▶ PROBLEM REQUIREMENTS: Among the entries below, extract exactly the lines that run from the one with "axum::serve(listener, router(RoomRegistry::new())).await?;" through the one with "#[derive(Debug, Clone)]", both ends included.

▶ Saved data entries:
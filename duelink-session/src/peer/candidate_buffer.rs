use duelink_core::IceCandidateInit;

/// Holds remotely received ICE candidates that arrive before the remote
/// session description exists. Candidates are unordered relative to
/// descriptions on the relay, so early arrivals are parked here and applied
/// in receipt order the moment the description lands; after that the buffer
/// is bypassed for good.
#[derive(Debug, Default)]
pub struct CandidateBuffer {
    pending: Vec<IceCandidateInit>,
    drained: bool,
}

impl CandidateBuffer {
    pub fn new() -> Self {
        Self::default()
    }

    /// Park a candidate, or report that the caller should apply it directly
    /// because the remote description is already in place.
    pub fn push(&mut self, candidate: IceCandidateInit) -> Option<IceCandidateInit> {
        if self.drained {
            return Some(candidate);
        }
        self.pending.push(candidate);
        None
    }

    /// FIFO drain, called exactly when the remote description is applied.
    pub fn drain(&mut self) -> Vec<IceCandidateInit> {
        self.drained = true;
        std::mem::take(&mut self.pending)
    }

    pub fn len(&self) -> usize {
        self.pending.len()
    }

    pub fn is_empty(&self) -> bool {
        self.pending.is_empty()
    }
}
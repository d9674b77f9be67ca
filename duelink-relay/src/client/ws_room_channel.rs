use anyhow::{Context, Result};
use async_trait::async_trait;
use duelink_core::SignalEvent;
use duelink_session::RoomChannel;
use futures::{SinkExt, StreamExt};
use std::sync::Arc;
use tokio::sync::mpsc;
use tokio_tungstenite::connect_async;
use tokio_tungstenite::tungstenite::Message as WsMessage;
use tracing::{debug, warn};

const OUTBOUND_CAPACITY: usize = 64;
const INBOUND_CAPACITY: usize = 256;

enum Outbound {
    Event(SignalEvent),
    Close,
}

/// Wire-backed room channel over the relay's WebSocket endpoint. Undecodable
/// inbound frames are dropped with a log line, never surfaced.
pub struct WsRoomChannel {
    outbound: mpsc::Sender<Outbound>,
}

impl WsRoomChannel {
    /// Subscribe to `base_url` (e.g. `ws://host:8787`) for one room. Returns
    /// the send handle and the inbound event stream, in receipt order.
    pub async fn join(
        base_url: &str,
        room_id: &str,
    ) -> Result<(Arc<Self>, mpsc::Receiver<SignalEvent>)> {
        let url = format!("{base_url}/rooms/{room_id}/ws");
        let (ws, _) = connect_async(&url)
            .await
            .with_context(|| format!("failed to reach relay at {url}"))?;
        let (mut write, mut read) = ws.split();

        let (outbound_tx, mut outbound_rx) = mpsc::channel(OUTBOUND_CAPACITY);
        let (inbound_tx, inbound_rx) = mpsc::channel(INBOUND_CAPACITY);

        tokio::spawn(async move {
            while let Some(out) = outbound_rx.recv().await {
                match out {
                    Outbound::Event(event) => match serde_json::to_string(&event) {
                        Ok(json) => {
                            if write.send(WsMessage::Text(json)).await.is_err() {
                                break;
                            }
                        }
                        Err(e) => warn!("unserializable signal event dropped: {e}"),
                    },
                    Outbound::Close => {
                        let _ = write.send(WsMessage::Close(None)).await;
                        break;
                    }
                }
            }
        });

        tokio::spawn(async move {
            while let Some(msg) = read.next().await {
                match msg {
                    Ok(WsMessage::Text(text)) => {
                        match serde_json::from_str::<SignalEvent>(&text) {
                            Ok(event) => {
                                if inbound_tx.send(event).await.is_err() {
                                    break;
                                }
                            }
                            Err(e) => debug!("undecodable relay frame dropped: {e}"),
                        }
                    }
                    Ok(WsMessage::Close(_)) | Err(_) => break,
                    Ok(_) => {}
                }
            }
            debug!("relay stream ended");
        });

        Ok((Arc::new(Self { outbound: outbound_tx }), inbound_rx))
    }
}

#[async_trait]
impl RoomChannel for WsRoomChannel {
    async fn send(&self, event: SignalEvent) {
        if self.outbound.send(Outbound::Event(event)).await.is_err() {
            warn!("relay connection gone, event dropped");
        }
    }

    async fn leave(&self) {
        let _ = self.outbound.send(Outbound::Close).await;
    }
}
--
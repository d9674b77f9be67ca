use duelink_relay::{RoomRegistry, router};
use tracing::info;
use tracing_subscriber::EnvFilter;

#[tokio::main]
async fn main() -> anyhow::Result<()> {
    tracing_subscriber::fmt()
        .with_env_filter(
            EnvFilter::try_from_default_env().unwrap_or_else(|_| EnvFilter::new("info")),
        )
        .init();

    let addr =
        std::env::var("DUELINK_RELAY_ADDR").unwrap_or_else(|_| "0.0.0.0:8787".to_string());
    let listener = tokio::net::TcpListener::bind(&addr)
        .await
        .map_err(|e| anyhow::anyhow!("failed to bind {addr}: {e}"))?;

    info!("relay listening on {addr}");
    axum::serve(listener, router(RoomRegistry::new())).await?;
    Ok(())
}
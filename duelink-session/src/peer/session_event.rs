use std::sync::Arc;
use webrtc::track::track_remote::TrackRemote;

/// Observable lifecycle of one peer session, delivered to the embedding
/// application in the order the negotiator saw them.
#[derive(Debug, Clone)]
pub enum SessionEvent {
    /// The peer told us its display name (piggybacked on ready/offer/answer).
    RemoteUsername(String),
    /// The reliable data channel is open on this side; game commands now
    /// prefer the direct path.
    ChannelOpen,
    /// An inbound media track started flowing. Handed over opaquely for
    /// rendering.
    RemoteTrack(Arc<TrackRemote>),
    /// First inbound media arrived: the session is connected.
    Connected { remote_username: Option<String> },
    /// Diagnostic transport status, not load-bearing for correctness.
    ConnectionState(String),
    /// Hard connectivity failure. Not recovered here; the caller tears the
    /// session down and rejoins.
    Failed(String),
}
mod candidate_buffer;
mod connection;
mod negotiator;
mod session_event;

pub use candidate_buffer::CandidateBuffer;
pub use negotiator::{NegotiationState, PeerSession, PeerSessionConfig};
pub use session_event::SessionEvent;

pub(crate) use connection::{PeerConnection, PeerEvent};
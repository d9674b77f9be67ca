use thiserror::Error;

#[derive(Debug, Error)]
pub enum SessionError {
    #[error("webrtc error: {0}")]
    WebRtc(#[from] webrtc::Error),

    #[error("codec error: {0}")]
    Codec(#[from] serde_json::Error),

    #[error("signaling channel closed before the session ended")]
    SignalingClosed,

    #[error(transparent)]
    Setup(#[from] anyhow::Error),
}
* * *
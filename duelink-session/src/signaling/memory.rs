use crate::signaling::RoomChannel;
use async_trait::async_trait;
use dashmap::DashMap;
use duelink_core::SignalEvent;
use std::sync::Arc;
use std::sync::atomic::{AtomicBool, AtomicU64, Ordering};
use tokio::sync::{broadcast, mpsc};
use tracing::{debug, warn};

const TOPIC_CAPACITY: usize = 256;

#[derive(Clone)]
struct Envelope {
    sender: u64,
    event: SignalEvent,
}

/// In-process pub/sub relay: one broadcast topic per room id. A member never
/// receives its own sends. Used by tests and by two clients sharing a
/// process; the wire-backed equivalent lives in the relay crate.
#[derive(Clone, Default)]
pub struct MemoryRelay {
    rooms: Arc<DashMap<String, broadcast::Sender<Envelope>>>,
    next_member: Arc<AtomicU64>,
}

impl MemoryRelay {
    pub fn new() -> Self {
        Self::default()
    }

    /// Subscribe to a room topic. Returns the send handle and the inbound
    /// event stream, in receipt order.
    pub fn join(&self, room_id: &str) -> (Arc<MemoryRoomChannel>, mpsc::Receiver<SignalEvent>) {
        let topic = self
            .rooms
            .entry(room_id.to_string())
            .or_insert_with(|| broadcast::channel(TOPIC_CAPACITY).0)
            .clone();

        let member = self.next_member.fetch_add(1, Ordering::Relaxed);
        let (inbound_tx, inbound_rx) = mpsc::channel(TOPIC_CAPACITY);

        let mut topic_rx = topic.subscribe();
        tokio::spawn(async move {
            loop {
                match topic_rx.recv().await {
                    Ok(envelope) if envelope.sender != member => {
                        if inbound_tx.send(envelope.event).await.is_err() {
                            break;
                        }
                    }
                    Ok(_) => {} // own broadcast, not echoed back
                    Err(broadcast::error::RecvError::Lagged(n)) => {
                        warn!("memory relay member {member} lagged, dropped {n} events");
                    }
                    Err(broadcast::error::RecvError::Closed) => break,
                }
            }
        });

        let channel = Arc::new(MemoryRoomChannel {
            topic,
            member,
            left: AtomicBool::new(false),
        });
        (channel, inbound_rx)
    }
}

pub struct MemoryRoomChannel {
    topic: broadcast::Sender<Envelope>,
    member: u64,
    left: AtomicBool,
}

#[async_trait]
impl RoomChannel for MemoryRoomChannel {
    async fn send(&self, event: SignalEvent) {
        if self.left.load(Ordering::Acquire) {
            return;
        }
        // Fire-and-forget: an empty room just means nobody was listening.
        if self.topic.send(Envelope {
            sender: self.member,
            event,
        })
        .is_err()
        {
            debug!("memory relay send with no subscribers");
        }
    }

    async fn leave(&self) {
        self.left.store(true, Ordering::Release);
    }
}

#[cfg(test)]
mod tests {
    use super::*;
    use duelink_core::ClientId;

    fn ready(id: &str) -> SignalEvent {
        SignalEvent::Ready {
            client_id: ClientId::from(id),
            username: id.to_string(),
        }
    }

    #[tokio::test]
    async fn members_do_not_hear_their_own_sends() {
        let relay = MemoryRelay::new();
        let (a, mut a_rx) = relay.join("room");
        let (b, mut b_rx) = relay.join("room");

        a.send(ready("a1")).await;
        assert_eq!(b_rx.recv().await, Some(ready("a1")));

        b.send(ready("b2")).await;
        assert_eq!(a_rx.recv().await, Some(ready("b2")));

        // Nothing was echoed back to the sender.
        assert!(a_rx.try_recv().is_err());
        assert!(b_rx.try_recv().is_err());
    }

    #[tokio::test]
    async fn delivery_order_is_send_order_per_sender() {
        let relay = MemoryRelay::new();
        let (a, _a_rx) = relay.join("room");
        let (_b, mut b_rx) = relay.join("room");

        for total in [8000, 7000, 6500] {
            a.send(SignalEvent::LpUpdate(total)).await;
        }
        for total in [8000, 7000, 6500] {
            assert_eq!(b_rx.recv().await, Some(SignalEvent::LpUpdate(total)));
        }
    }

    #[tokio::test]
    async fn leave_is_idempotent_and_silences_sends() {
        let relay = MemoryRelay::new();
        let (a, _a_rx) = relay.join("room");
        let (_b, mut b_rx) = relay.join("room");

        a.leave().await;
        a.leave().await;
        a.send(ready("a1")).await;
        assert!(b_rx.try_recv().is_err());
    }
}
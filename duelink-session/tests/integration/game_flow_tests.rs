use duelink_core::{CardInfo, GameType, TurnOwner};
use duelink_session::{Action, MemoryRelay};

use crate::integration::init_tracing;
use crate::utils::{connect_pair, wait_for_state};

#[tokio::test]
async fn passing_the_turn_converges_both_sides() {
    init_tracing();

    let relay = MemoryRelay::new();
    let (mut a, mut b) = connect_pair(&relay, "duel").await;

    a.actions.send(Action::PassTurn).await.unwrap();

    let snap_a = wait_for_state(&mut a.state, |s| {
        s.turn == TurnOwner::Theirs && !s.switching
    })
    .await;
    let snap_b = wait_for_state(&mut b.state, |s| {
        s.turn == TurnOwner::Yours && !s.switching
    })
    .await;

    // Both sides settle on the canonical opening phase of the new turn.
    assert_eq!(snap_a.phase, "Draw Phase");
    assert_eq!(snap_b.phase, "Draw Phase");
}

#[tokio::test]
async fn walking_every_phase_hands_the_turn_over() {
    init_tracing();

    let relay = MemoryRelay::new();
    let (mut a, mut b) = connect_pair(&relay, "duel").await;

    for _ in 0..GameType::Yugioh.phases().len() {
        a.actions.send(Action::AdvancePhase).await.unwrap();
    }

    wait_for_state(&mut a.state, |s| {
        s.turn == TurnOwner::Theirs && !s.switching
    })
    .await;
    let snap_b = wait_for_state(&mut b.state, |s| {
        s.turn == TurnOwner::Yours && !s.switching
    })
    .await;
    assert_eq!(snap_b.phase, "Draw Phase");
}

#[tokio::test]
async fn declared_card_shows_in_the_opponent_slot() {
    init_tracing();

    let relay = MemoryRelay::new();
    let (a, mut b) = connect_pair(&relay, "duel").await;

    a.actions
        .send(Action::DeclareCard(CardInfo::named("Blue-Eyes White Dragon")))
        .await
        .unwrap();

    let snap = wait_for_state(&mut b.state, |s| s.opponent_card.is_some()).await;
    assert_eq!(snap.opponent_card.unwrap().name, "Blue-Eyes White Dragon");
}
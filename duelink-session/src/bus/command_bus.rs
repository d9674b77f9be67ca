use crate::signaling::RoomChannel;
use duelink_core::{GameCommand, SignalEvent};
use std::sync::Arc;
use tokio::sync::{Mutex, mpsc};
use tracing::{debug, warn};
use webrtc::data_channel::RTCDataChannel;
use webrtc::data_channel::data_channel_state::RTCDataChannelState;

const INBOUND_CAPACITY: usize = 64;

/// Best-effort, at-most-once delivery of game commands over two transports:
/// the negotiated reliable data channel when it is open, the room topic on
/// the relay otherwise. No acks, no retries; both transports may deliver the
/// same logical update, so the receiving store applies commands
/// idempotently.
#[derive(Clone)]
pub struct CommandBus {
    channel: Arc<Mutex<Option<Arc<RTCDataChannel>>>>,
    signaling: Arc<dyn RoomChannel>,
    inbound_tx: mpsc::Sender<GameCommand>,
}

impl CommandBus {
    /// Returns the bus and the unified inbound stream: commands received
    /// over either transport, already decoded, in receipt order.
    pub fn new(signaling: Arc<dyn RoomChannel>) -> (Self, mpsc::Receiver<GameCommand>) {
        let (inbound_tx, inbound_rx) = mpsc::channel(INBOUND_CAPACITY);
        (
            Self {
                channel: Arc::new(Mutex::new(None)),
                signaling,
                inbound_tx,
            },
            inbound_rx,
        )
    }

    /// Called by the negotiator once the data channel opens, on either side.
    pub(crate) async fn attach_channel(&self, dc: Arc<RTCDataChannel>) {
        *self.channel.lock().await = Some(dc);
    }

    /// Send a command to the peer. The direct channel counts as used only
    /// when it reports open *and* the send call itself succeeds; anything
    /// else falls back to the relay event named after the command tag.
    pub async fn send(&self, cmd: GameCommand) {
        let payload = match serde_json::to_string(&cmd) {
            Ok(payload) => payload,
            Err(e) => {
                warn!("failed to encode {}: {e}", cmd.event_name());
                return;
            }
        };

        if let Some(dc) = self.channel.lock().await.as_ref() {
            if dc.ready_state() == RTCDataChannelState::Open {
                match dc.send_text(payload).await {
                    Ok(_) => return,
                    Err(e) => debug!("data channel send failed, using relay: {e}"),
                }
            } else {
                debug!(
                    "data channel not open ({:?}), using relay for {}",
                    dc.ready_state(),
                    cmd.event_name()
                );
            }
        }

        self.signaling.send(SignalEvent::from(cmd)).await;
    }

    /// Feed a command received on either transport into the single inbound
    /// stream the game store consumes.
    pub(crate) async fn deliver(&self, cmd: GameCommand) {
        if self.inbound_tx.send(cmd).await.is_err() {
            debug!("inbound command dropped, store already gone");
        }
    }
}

▶ SOLUTION TO THIS TASK:
    axum::serve(listener, router(RoomRegistry::new())).await?;
    Ok(())
}
filename duelink-session/src/peer/session_event.rs
use std::sync::Arc;
use webrtc::track::track_remote::TrackRemote;

/// Observable lifecycle of one peer session, delivered to the embedding
/// application in the order the negotiator saw them.
#[derive(Debug, Clone)]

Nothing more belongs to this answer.